Luftfeuchtigkeit – die neue Möglichkeit für grünen Wasserstoff

Luftfeuchtigkeit - die neue Möglichkeit für grünen Wasserstoff

Kann Wasserspaltung auch in der staubtrockenen Wüste gelingen? Mit einem neuen Elektrolyse-System ist so etwas in Zukunft möglich. Forschern ist es gelungen, nur mit der Hilfe der Luftfeuchtigkeit grünen Wasserstoff zu erzeugen, und zwar ganz ohne flüssiges Wasser. „Direct-Air-Elektrolyse“ nennt sich dieses neue Verfahren, bei dem Wasserdampf aus der Luft absorbiert und danach elektrochemisch in Sauerstoff und Wasserstoff gespalten wird. Der Strom für diesen Vorgang wird von Windrädern und Solarzellen geliefert.

Was macht das neue System so besonders?

Grüner Wasserstoff gilt als einer der wichtigsten Faktoren für eine Energiewende. Dieser Wasserstoff kann als Rohstoff ebenso wie als Kraftstoff verwendet werden, beispielsweise für Autos, Flugzeuge oder Züge. Er dient zudem als chemischer Speicher für Energie, wenn ein Überschuss an Strom aus Fotovoltaik und Wind vorhanden ist.
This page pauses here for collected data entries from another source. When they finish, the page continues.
//! External command construction.
//!
//! [`build_commands`] turns a request and its matched rule into the chain of
//! [`Command`]s to execute. Construction is pure: no process is spawned and no
//! file is touched. The chain model lets a command read the temporary output
//! of an earlier one ([`CommandInput::Previous`]); built-in rules only ever
//! produce a single command.

use super::matcher::MatchedRule;
use super::options::OptionMap;
use crate::types::TransformRequest;
use std::ffi::OsString;
use std::path::{Path, PathBuf};

/// Where a command reads its input from.
#[derive(Debug, Clone, PartialEq, Eq)]
pub enum CommandInput {
    Path(PathBuf),
    /// Output of the command at this index in the same chain. The consuming
    /// command owns that file and the chain deletes it once consumed.
    Previous(usize),
}

/// Where a command writes its output.
#[derive(Debug, Clone, PartialEq, Eq)]
pub enum CommandOutput {
    Path(PathBuf),
    /// A fresh temporary file with this extension (e.g. `"v"`).
    Temp { extension: String },
}

/// One invocation of an external tool.
#[derive(Debug, Clone, PartialEq, Eq)]
pub struct Command {
    /// Label used in logs and error messages.
    pub name: String,
    pub program: String,
    /// Rendered as `--key` (empty value) or `--key=value`.
    pub args: OptionMap,
    pub input: CommandInput,
    pub input_options: OptionMap,
    pub output: CommandOutput,
    pub output_options: OptionMap,
}

impl Command {
    pub fn new(name: &str, program: &str, input: CommandInput, output: CommandOutput) -> Self {
        Self {
            name: name.to_string(),
            program: program.to_string(),
            args: OptionMap::new(),
            input,
            input_options: OptionMap::new(),
            output,
            output_options: OptionMap::new(),
        }
    }

    /// Flag arguments in order.
    pub fn flag_args(&self) -> Vec<String> {
        self.args
            .iter()
            .map(|(key, value)| {
                if value.is_empty() {
                    format!("--{key}")
                } else {
                    format!("--{key}={value}")
                }
            })
            .collect()
    }

    /// Full argument vector (program excluded) once input and output paths
    /// are known: `input[opts] --flags... -o output[opts]`.
    pub fn argv(&self, input: &Path, output: &Path) -> Vec<OsString> {
        let mut argv = Vec::with_capacity(self.args.len() + 3);
        argv.push(with_suffix(input, &self.input_options));
        argv.extend(self.flag_args().into_iter().map(OsString::from));
        argv.push(OsString::from("-o"));
        argv.push(with_suffix(output, &self.output_options));
        argv
    }
}

fn with_suffix(path: &Path, options: &OptionMap) -> OsString {
    let mut arg = path.as_os_str().to_os_string();
    arg.push(options.to_suffix());
    arg
}

/// Save options injected for a destination subtype before the rule's own.
pub fn default_output_options(dest_mime: &str) -> OptionMap {
    let mut options = OptionMap::new();
    if let Some(("image", "png")) = dest_mime.split_once('/') {
        options.set("strip", "true");
        options.set("filter", "VIPS_FOREIGN_PNG_FILTER_ALL");
    }
    options
}

/// Build the command chain for a matched request.
///
/// Returns an empty chain when the source is not a raster image.
pub fn build_commands(request: &TransformRequest, matched: &MatchedRule<'_>) -> Vec<Command> {
    let major = request
        .source
        .mime_type
        .split_once('/')
        .map(|(major, _)| major);
    if major != Some("image") {
        return Vec::new();
    }

    let mut command = Command::new(
        &matched.rule.library,
        matched.command,
        CommandInput::Path(request.source.path.clone()),
        CommandOutput::Path(request.dest_path.clone()),
    );
    command.args.set("size", request.physical.to_string());
    command.input_options = matched.input_options.cloned().unwrap_or_default();
    command.output_options =
        default_output_options(&request.dest_mime_type).merged_with(&matched.rule.output_options);

    vec![command]
}

#[cfg(test)]
mod tests {
    use super::*;
    use crate::scaling::find_rule;
    use crate::test_helpers::{png_rule, sample_request, single_rule_config};

    fn output_arg(cmd: &Command) -> String {
        let argv = cmd.argv(Path::new("/src/in.png"), Path::new("/thumb/out.png"));
        argv.last().unwrap().to_string_lossy().into_owned()
    }

    #[test]
    fn example_png_request_builds_size_and_png_defaults() {
        let config = single_rule_config(png_rule());
        let request = sample_request();
        let matched = find_rule(&config, &request.source, "image/png", None).unwrap();

        let commands = build_commands(&request, &matched);
        assert_eq!(commands.len(), 1);
        let cmd = &commands[0];
        assert_eq!(cmd.program, "vipsthumbnail");
        assert_eq!(cmd.flag_args(), vec!["--size=100x50".to_string()]);
        assert_eq!(
            output_arg(cmd),
            "/thumb/out.png[strip=true,filter=VIPS_FOREIGN_PNG_FILTER_ALL]"
        );
    }

    #[test]
    fn argv_layout() {
        let config = single_rule_config(png_rule());
        let request = sample_request();
        let matched = find_rule(&config, &request.source, "image/png", None).unwrap();
        let cmd = &build_commands(&request, &matched)[0];

        let argv: Vec<String> = cmd
            .argv(&request.source.path, &request.dest_path)
            .into_iter()
            .map(|a| a.to_string_lossy().into_owned())
            .collect();
        assert_eq!(
            argv,
            vec![
                "/src/in.png".to_string(),
                "--size=100x50".to_string(),
                "-o".to_string(),
                "/thumb/out.png[strip=true,filter=VIPS_FOREIGN_PNG_FILTER_ALL]".to_string(),
            ]
        );
    }

    #[test]
    fn rule_output_options_override_defaults() {
        let mut rule = png_rule();
        rule.output_options.set("strip", "false");
        rule.output_options.set("compression", "9");
        let config = single_rule_config(rule);
        let request = sample_request();
        let matched = find_rule(&config, &request.source, "image/png", None).unwrap();

        let cmd = &build_commands(&request, &matched)[0];
        assert_eq!(
            output_arg(cmd),
            "/thumb/out.png[strip=false,filter=VIPS_FOREIGN_PNG_FILTER_ALL,compression=9]"
        );
    }

    #[test]
    fn non_png_without_options_has_bare_output() {
        let mut rule = png_rule();
        rule.mime_type = "image/avif".into();
        let config = single_rule_config(rule);
        let mut request = sample_request();
        request.dest_mime_type = "image/avif".into();
        let matched = find_rule(&config, &request.source, "image/avif", None).unwrap();

        let cmd = &build_commands(&request, &matched)[0];
        assert_eq!(output_arg(cmd), "/thumb/out.png");
    }

    #[test]
    fn input_options_suffix_input_argument() {
        let mut rule = png_rule();
        rule.input_options.set("access", "sequential");
        let config = single_rule_config(rule);
        let request = sample_request();
        let matched = find_rule(&config, &request.source, "image/png", None).unwrap();

        let cmd = &build_commands(&request, &matched)[0];
        let argv = cmd.argv(Path::new("/src/in.png"), Path::new("/o.png"));
        assert_eq!(argv[0].to_string_lossy(), "/src/in.png[access=sequential]");
    }

    #[test]
    fn loader_options_follow_source_type_not_output_rule() {
        let mut avif = png_rule();
        avif.mime_type = "image/avif".into();
        avif.input_options.set("shrink", "2");
        let mut jpeg = png_rule();
        jpeg.mime_type = "image/jpeg".into();
        jpeg.input_options.set("shrink", "2");
        let mut config = single_rule_config(avif);
        config.rules.push(jpeg);

        // PNG → AVIF: the AVIF rule's loader options must not reach the PNG
        let mut request = sample_request();
        request.dest_mime_type = "image/avif".into();
        let matched = find_rule(&config, &request.source, "image/avif", None).unwrap();
        let cmd = &build_commands(&request, &matched)[0];
        let argv = cmd.argv(&request.source.path, &request.dest_path);
        assert_eq!(argv[0].to_string_lossy(), "/src/in.png");

        // JPEG → AVIF: the JPEG rule supplies them
        request.source.path = "/src/in.jpg".into();
        request.source.mime_type = "image/jpeg".into();
        let matched = find_rule(&config, &request.source, "image/avif", None).unwrap();
        let cmd = &build_commands(&request, &matched)[0];
        let argv = cmd.argv(&request.source.path, &request.dest_path);
        assert_eq!(argv[0].to_string_lossy(), "/src/in.jpg[shrink=2]");
    }

    #[test]
    fn non_image_source_builds_nothing() {
        let config = single_rule_config(png_rule());
        let mut request = sample_request();
        let matched = find_rule(&config, &request.source, "image/png", None).unwrap();
        request.source.mime_type = "application/pdf".into();
        assert!(build_commands(&request, &matched).is_empty());
    }

    #[test]
    fn empty_flag_value_renders_bare_flag() {
        let mut cmd = Command::new(
            "libvips",
            "vipsthumbnail",
            CommandInput::Path("/a".into()),
            CommandOutput::Path("/b".into()),
        );
        cmd.args.set("size", "10x10");
        cmd.args.set("linear", "");
        assert_eq!(cmd.flag_args(), vec!["--size=10x10", "--linear"]);
    }
}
Im besten Fall wird das geruchs- und farblose Gas mit der Hilfe einer sogenannten Elektrolyse gewonnen. Dabei handelt es sich um die elektrochemische Spaltung von Wasserstoff und Sauerstoff. Bei grünem Wasserstoff wird der Strom, der für diese Spaltung erforderlich ist, aus Sonnenenergie und Wind gewonnen. Das notwendige Wasser sollte im Idealfall Süßwasser sein, es gibt aber bereits Anlagen, die mit Meerwasser funktionieren.

Feuchtigkeit aus der Luft – die neue Wasserquelle

Ein Standort kann mit viel Sonne und Wind ausgestattet sein, um grünen Wasserstoff zu erzeugen, falls jedoch das Wasser fehlt, nützt das Ganze nichts. Auf den meisten Kontinenten gibt es ein reiches Potenzial an Wind- und Sonnenenergie, was dort aber fehlt, ist das notwendige Wasser. In Gebieten, die unter Wassermangel leiden, wird dieser Mangel noch verschärft. Den Menschen, die dort leben, würde zudem die Lebensgrundlage entzogen.

Wie kann es trotzdem gelingen, mit wenig Wasser grünen Wasserstoff zu gewinnen? Die Wissenschaftler der Universität im australischen Melbourne haben sich über dieses Problem Gedanken gemacht. Sie sind zu einer Lösung gekommen: Sie ziehen einfach die Feuchtigkeit aus der Luft, denn selbst in den Trockenregionen dieser Welt ist immer Feuchtigkeit in der Luft. Diese Ressource wollen die Forscher jetzt nutzen.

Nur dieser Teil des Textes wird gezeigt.